Which lines run from the start of the data below to the line containing "pub fn from_code(code: u16)"? Set them down exactly, with none added.

=== Section Start ===

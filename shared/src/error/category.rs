//! Error category classification

use super::codes::ErrorCode;
use serde::{Deserialize, Serialize};

/// Error category classification based on error code ranges
///
/// Categories are determined by the leading digit of the error code:
/// - 0xxx: General errors
/// - 1xxx: Authentication errors
/// - 2xxx: Permission errors
/// - 3xxx: Category errors
/// - 4xxx: Dish errors
/// - 5xxx: Set-meal errors
/// - 8xxx: Employee errors
/// - 9xxx: System errors
#[derive(Debug, Clone, Copy, PartialEq, Eq, Hash, Serialize, Deserialize)]
#[serde(rename_all = "snake_case")]
pub enum ErrorCategory {
    /// General errors (0xxx)
    General,
    /// Authentication errors (1xxx)
    Auth,
    /// Permission errors (2xxx)
    Permission,
    /// Category errors (3xxx)
    Category,
    /// Dish errors (4xxx)
    Dish,
    /// Set-meal errors (5xxx)
    Setmeal,
    /// Employee errors (8xxx)
    Employee,
    /// System errors (9xxx)
    System,
}

impl ErrorCategory {
    /// Determine category from error code value
    pub fn from_code(code: u16) -> Self {
        match code {
            0..1000 => Self::General,
            1000..2000 => Self::Auth,
            2000..3000 => Self::Permission,
            3000..4000 => Self::Category,
            4000..5000 => Self::Dish,
            5000..6000 => Self::Setmeal,
            8000..9000 => Self::Employee,
            _ => Self::System,
        }
    }

    /// Get the string name for this category
    pub fn name(&self) -> &'static str {
        match self {
            Self::General => "general",
            Self::Auth => "auth",
            Self::Permission => "permission",
            Self::Category => "category",
            Self::Dish => "dish",
            Self::Setmeal => "setmeal",
            Self::Employee => "employee",
            Self::System => "system",
        }
    }
}

impl ErrorCode {
    /// Get the category for this error code
    pub fn category(&self) -> ErrorCategory {
        ErrorCategory::from_code(self.code())
    }
}
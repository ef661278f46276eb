//! Set-meal API Handlers

use axum::{
    Json,
    extract::{Path, Query, State},
};
use serde::Deserialize;

use crate::auth::CurrentUser;
use crate::core::ServerState;
use crate::services;
use shared::error::{ApiResponse, AppResult};
use shared::models::{Setmeal, SetmealCreate, SetmealDetail, SetmealPageQuery, SetmealUpdate};
use shared::page::PageResult;

#[derive(Debug, Deserialize)]
pub struct IdQuery {
    pub id: i64,
}

#[derive(Debug, Deserialize)]
pub struct CategoryQuery {
    pub category_id: i64,
}

/// POST /admin/setmeal - create a set-meal with its bundle (stored off sale)
pub async fn create(
    State(state): State<ServerState>,
    user: CurrentUser,
    Json(payload): Json<SetmealCreate>,
) -> AppResult<ApiResponse<SetmealDetail>> {
    let detail = services::setmeal::add(&state.pool, user.id, payload).await?;
    Ok(ApiResponse::success(detail))
}

/// PUT /admin/setmeal - partial update; `dishes` replaces the bundle
pub async fn update(
    State(state): State<ServerState>,
    user: CurrentUser,
    Json(payload): Json<SetmealUpdate>,
) -> AppResult<ApiResponse<SetmealDetail>> {
    let detail = services::setmeal::update(&state.pool, user.id, payload).await?;
    Ok(ApiResponse::success(detail))
}

/// DELETE /admin/setmeal?id= - delete when off sale
pub async fn remove(
    State(state): State<ServerState>,
    Query(query): Query<IdQuery>,
) -> AppResult<ApiResponse<()>> {
    services::setmeal::delete(&state.pool, query.id).await?;
    Ok(ApiResponse::ok())
}

/// GET /admin/setmeal/page - paged query with name/category/status filters
pub async fn page(
    State(state): State<ServerState>,
    Query(query): Query<SetmealPageQuery>,
) -> AppResult<ApiResponse<PageResult<Setmeal>>> {
    let result = services::setmeal::page(&state.pool, query).await?;
    Ok(ApiResponse::success(result))
}

/// POST /admin/setmeal/status/{status}?id= - put on or off sale
///
/// Enabling fails while the bundle contains a disabled dish.
pub async fn update_status(
    State(state): State<ServerState>,
    Path(status): Path<i32>,
    Query(query): Query<IdQuery>,
) -> AppResult<ApiResponse<()>> {
    services::setmeal::update_status(&state.pool, status, query.id).await?;
    Ok(ApiResponse::ok())
}

/// GET /admin/setmeal/{id} - set-meal with its bundled dishes
pub async fn get_by_id(
    State(state): State<ServerState>,
    Path(id): Path<i64>,
) -> AppResult<ApiResponse<SetmealDetail>> {
    let detail = services::setmeal::get_detail(&state.pool, id).await?;
    Ok(ApiResponse::success(detail))
}

/// GET /admin/setmeal/list?category_id= - enabled set-meals of a category
pub async fn list(
    State(state): State<ServerState>,
    Query(query): Query<CategoryQuery>,
) -> AppResult<ApiResponse<Vec<Setmeal>>> {
    let setmeals = services::setmeal::list_by_category(&state.pool, query.category_id).await?;
    Ok(ApiResponse::success(setmeals))
}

=== Section End ===

▸ **Response for this exercise**
filename shared/src/error/category.rs
//! Error category classification

use super::codes::ErrorCode;
use serde::{Deserialize, Serialize};

/// Error category classification based on error code ranges
///
/// Categories are determined by the leading digit of the error code:
/// - 0xxx: General errors
/// - 1xxx: Authentication errors
/// - 2xxx: Permission errors
/// - 3xxx: Category errors
/// - 4xxx: Dish errors
/// - 5xxx: Set-meal errors
/// - 8xxx: Employee errors
/// - 9xxx: System errors
#[derive(Debug, Clone, Copy, PartialEq, Eq, Hash, Serialize, Deserialize)]
#[serde(rename_all = "snake_case")]
pub enum ErrorCategory {
    /// General errors (0xxx)
    General,
    /// Authentication errors (1xxx)
    Auth,
    /// Permission errors (2xxx)
    Permission,
    /// Category errors (3xxx)
    Category,
    /// Dish errors (4xxx)
    Dish,
    /// Set-meal errors (5xxx)
    Setmeal,
    /// Employee errors (8xxx)
    Employee,
    /// System errors (9xxx)
    System,
}

impl ErrorCategory {
    /// Determine category from error code value
    pub fn from_code(code: u16) -> Self {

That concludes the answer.